Interestingly, the majority opinion authored by Justice Cappy made no mention at all of the Third Circuit's decision in Dukes v. U.S. Healthcare, Inc., 57 F.3d 350 (3d Cir. 1995), which sets the standard for the majority of cases in which the preemption issue arises.

Typically, the preemption issue comes up after a plaintiff in a state court medical malpractice case includes an HMO or other health insurer as a defendant. In numerous such cases, the HMO removes the case to federal court under federal question jurisdiction. It is on the plaintiff's petition for remand that the preemption issue is examined.

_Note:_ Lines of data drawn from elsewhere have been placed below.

//! End-to-end tests of the app component against an in-memory backend.

use std::sync::{Arc, Mutex};
use std::time::Duration;

use async_trait::async_trait;
use crossterm::event::{KeyCode, KeyEvent, KeyModifiers};
use ratatui::{backend::TestBackend, Terminal};

use claimdesk::auth::TokenStore;
use claimdesk::backend::{
    BackendError, ChangePasswordRequest, ClaimPayload, ClaimsBackend, ClaimsQuery, CustomerPayload, EmployeePayload,
    ForgotPasswordRequest, LoginRequest, Page, Pagination, RegisterRequest, ResetPasswordRequest,
};
use claimdesk::config::Config;
use claimdesk::logger::Logger;
use claimdesk::models::{Claim, ClaimStatus, Customer, Documentation, Employee, PolicyType, Priority, User};
use claimdesk::routes::Route;
use claimdesk::ui::core::{AppContext, Component, EventType, LoadState};
use claimdesk::ui::pages::Page as ScreenPage;
use claimdesk::ui::components::status_bar::NotificationLevel;
use claimdesk::ui::AppComponent;

#[derive(Default)]
struct FakeBackend {
    claims: Vec<Claim>,
    reject_token: bool,
    fail_delete: bool,
    fail_claims: bool,
    fail_policy_types: bool,
    deleted: Mutex<Vec<i64>>,
}

fn claim(id: i64, status: ClaimStatus) -> Claim {
    Claim {
        id,
        policy_number: format!("POL-{id:03}"),
        policy_type_id: Some(1),
        customer_id: 1,
        customer_name: Some("Ada Lovelace".to_string()),
        employee_id: 2,
        employee_name: Some("Grace Hopper".to_string()),
        status,
        priority: Priority::High,
        amount: 1200.0,
        incident_date: None,
        details: "Storm damage".to_string(),
        documentation: Documentation::default(),
        created_at: None,
        updated_at: None,
    }
}

#[async_trait]
impl ClaimsBackend for FakeBackend {
    fn base_url(&self) -> &str {
        "http://fake/api"
    }

    async fn fetch_claims(&self, query: &ClaimsQuery) -> Result<Page<Claim>, BackendError> {
        if self.fail_claims {
            return Err(BackendError::Http {
                status: 500,
                message: "down".to_string(),
            });
        }
        Ok(Page {
            data: self.claims.clone(),
            pagination: Pagination {
                total: self.claims.len() as u64,
                page: query.page(),
                pages: 1,
            },
        })
    }

    async fn fetch_claim(&self, id: i64) -> Result<Claim, BackendError> {
        self.claims
            .iter()
            .find(|c| c.id == id)
            .cloned()
            .ok_or_else(|| BackendError::NotFound(format!("/claims/{id}")))
    }

    async fn create_claim(&self, _payload: &ClaimPayload) -> Result<(), BackendError> {
        Ok(())
    }

    async fn update_claim(&self, _id: i64, _payload: &ClaimPayload) -> Result<(), BackendError> {
        Ok(())
    }

    async fn delete_claim(&self, id: i64) -> Result<(), BackendError> {
        if self.fail_delete {
            return Err(BackendError::Http {
                status: 500,
                message: "database unavailable".to_string(),
            });
        }
        self.deleted.lock().unwrap().push(id);
        Ok(())
    }

    async fn fetch_customers(&self) -> Result<Vec<Customer>, BackendError> {
        Ok(Vec::new())
    }

    async fn create_customer(&self, _payload: &CustomerPayload) -> Result<(), BackendError> {
        Ok(())
    }

    async fn fetch_employees(&self) -> Result<Vec<Employee>, BackendError> {
        Ok(Vec::new())
    }

    async fn create_employee(&self, _payload: &EmployeePayload) -> Result<(), BackendError> {
        Ok(())
    }

    async fn fetch_policy_types(&self) -> Result<Vec<PolicyType>, BackendError> {
        if self.fail_policy_types {
            return Err(BackendError::Http {
                status: 500,
                message: "policy types unavailable".to_string(),
            });
        }
        Ok(vec![PolicyType {
            id: 1,
            name: "Home".to_string(),
            base_premium: 120.0,
            description: String::new(),
        }])
    }

    async fn login(&self, request: &LoginRequest) -> Result<String, BackendError> {
        if request.password == "hunter22" {
            Ok("tok-login".to_string())
        } else {
            Err(BackendError::Auth("Invalid credentials".to_string()))
        }
    }

    async fn register(&self, _request: &RegisterRequest) -> Result<String, BackendError> {
        Ok("tok-register".to_string())
    }

    async fn me(&self) -> Result<User, BackendError> {
        if self.reject_token {
            return Err(BackendError::Auth("Token expired".to_string()));
        }
        Ok(User {
            id: 1,
            name: "Ada".to_string(),
            email: "ada@example.com".to_string(),
            role: None,
        })
    }

    async fn forgot_password(&self, _request: &ForgotPasswordRequest) -> Result<(), BackendError> {
        Ok(())
    }

    async fn reset_password(&self, _request: &ResetPasswordRequest) -> Result<(), BackendError> {
        Ok(())
    }

    async fn change_password(&self, _request: &ChangePasswordRequest) -> Result<(), BackendError> {
        Ok(())
    }
}

fn app_with(backend: Arc<FakeBackend>, token: Option<&str>) -> (AppComponent, TokenStore) {
    let tokens = TokenStore::in_memory();
    if let Some(token) = token {
        tokens.save(token).unwrap();
    }
    let ctx = AppContext::new(backend, tokens.clone(), Config::default(), Logger::new());
    (AppComponent::new(ctx), tokens)
}

/// Let background tasks finish and feed their results back.
async fn settle(app: &mut AppComponent) {
    for _ in 0..200 {
        let changed = app.on_tick();
        if !changed && !app.is_busy() {
            return;
        }
        tokio::time::sleep(Duration::from_millis(5)).await;
    }
    panic!("background work did not settle");
}

fn key(code: KeyCode) -> EventType {
    EventType::Key(KeyEvent::new(code, KeyModifiers::NONE))
}

fn type_text(app: &mut AppComponent, text: &str) {
    for c in text.chars() {
        app.handle_event(key(KeyCode::Char(c)));
    }
}

fn render(app: &mut AppComponent) -> String {
    let mut terminal = Terminal::new(TestBackend::new(160, 40)).unwrap();
    terminal.draw(|f| app.render(f, f.area())).unwrap();
    let buffer = terminal.backend().buffer().clone();
    buffer.content.iter().map(|cell| cell.symbol()).collect()
}

#[tokio::test]
async fn test_protected_start_route_redirects_to_login() {
    let (mut app, _) = app_with(Arc::new(FakeBackend::default()), None);
    app.start(Route::Claims);
    assert_eq!(app.route(), &Route::Login);

    let screen = render(&mut app);
    assert!(screen.contains("Sign in"));
}

#[tokio::test]
async fn test_claims_page_renders_loaded_rows() {
    let backend = Arc::new(FakeBackend {
        claims: vec![claim(1, ClaimStatus::Pending), claim(2, ClaimStatus::InReview)],
        ..Default::default()
    });
    let (mut app, _) = app_with(backend, Some("tok"));
    app.start(Route::Claims);
    settle(&mut app).await;

    match app.page() {
        ScreenPage::Claims(page) => assert_eq!(page.list.claims.len(), 2),
        _ => panic!("expected the claims page"),
    }
    let screen = render(&mut app);
    assert!(screen.contains("POL-001"));
    assert!(screen.contains("POL-002"));
}

#[tokio::test]
async fn test_missing_claim_shows_not_found() {
    let (mut app, _) = app_with(Arc::new(FakeBackend::default()), Some("tok"));
    app.start(Route::ClaimDetail(99));
    settle(&mut app).await;

    match app.page() {
        ScreenPage::ClaimDetail(page) => assert!(matches!(page.state, LoadState::NotFound)),
        _ => panic!("expected the claim detail page"),
    }
}

#[tokio::test]
async fn test_rejected_token_on_profile_signs_out() {
    let backend = Arc::new(FakeBackend {
        reject_token: true,
        ..Default::default()
    });
    let (mut app, tokens) = app_with(backend, Some("stale"));
    app.start(Route::Profile);
    settle(&mut app).await;

    assert_eq!(app.route(), &Route::Login);
    assert!(!tokens.is_authenticated());
}

#[tokio::test]
async fn test_login_stores_token_and_opens_dashboard() {
    let (mut app, tokens) = app_with(Arc::new(FakeBackend::default()), None);
    app.start(Route::Login);

    type_text(&mut app, "ada@example.com");
    app.handle_event(key(KeyCode::Enter));
    type_text(&mut app, "hunter22");
    app.handle_event(key(KeyCode::Enter));
    settle(&mut app).await;

    assert_eq!(tokens.load().as_deref(), Some("tok-login"));
    assert_eq!(app.route(), &Route::Dashboard);
}

#[tokio::test]
async fn test_delete_confirmation_deletes_and_returns_to_list() {
    let backend = Arc::new(FakeBackend {
        claims: vec![claim(7, ClaimStatus::Pending)],
        ..Default::default()
    });
    let (mut app, _) = app_with(backend.clone(), Some("tok"));
    app.start(Route::ClaimDetail(7));
    settle(&mut app).await;

    app.handle_event(key(KeyCode::Char('d')));
    assert!(render(&mut app).contains("Are you sure"));
    app.handle_event(key(KeyCode::Char('y')));
    settle(&mut app).await;

    assert_eq!(*backend.deleted.lock().unwrap(), vec![7]);
    assert_eq!(app.route(), &Route::Claims);
}

#[tokio::test]
async fn test_failed_delete_shows_error_dialog() {
    let backend = Arc::new(FakeBackend {
        claims: vec![claim(7, ClaimStatus::Pending)],
        fail_delete: true,
        ..Default::default()
    });
    let (mut app, _) = app_with(backend.clone(), Some("tok"));
    app.start(Route::ClaimDetail(7));
    settle(&mut app).await;

    app.handle_event(key(KeyCode::Char('d')));
    app.handle_event(key(KeyCode::Char('y')));
    settle(&mut app).await;

    assert!(backend.deleted.lock().unwrap().is_empty());
    assert_eq!(app.route(), &Route::ClaimDetail(7));
    assert!(render(&mut app).contains("Failed to delete"));
}

#[tokio::test]
async fn test_failed_claims_load_raises_error_notification() {
    let backend = Arc::new(FakeBackend {
        fail_claims: true,
        ..Default::default()
    });
    let (mut app, _) = app_with(backend, Some("tok"));
    app.start(Route::Claims);
    settle(&mut app).await;

    let notification = app.status_bar().current().expect("an error notification");
    assert_eq!(notification.level, NotificationLevel::Error);
    assert!(notification.message.contains("Failed to fetch"));
    assert!(notification.message.contains("down"));
    match app.page() {
        ScreenPage::Claims(page) => assert!(page.list.error.is_some()),
        _ => panic!("expected the claims page"),
    }
}

#[tokio::test]
async fn test_new_claim_with_failed_lookup_has_no_form() {
    let backend = Arc::new(FakeBackend {
        fail_policy_types: true,
        ..Default::default()
    });
    let (mut app, _) = app_with(backend, Some("tok"));
    app.start(Route::NewClaim);
    settle(&mut app).await;

    match app.page() {
        ScreenPage::ClaimForm(page) => {
            assert!(matches!(page.state, LoadState::Failed(_)));
            assert!(page.form.is_none());
        }
        _ => panic!("expected the claim form page"),
    }
    assert!(app.status_bar().current().is_some());
}

#[tokio::test]
async fn test_quit_keys() {
    let (mut app, _) = app_with(Arc::new(FakeBackend::default()), Some("tok"));
    app.start(Route::Settings);
    app.handle_event(key(KeyCode::Char('q')));
    assert!(app.should_quit());

    let (mut app, _) = app_with(Arc::new(FakeBackend::default()), None);
    app.start(Route::Login);
    // The login form keeps plain keys, Ctrl+C still quits
    app.handle_event(key(KeyCode::Char('q')));
    assert!(!app.should_quit());
    app.handle_event(EventType::Key(KeyEvent::new(KeyCode::Char('c'), KeyModifiers::CONTROL)));
    assert!(app.should_quit());
}

#[tokio::test]
async fn test_every_page_renders() {
    let backend = Arc::new(FakeBackend {
        claims: vec![claim(1, ClaimStatus::Approved)],
        ..Default::default()
    });
    let routes = [
        Route::Dashboard,
        Route::Claims,
        Route::ClaimDetail(1),
        Route::NewClaim,
        Route::EditClaim(1),
        Route::Customers,
        Route::Employees,
        Route::Analytics,
        Route::Profile,
        Route::Settings,
        Route::Help,
        Route::ChangePassword,
        Route::NotFound("/nowhere".to_string()),
    ];
    for route in routes {
        let (mut app, _) = app_with(backend.clone(), Some("tok"));
        app.start(route.clone());
        settle(&mut app).await;
        assert_eq!(app.route(), &route);
        let screen = render(&mut app);
        assert!(!screen.trim().is_empty(), "{route} rendered nothing");
    }
}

In Dukes, the Third Circuit distinguished between claims involving the denial of benefits under an ERISA plan, and claims challenging the quality of healthcare provided.

Under the decision in Dukes, cases involving a denial of benefits are subject to preemption, while cases challenging the quality of medical care provided under a plan are not subject to preemption.

In his concurring opinion in Pappas, Justice Nigro said he would adopt the rationale of Dukes and find that the negligence claims against U.S. Healthcare were typical claims covered by state law, and that such claims should not be preempted by ERISA.

Cases removed to federal court will continue to be decided under the Dukes standard since the question involves interpretation of a federal statute.

In a seminar given earlier this year, one of the lawyers involved in the case, Stephen Ryan, said he thought it was likely that the U.S. Supreme Court would take a case that would squarely address the issue of whether medical negligence claims are preempted under ERISA.

Although the Pappas case itself will be limited in its application to Pennsylvania state court cases, the breadth of the Court's opinion on preemption suggests that the HMO defendant may not want it on the books.

Also significant is the fact that many of the cases decided under Dukes have been cases in which the same defendant - U.S. Healthcare - has removed state court medical malpractice cases to federal court under the claim of preemption.

Given U.S. Healthcare's aggressive posture in these cases, it would not be surprising to see a petition for certiorari to the U.S. Supreme Court. We can hope that the unintended protections afforded to HMOs from patient claims will be restricted or eliminated.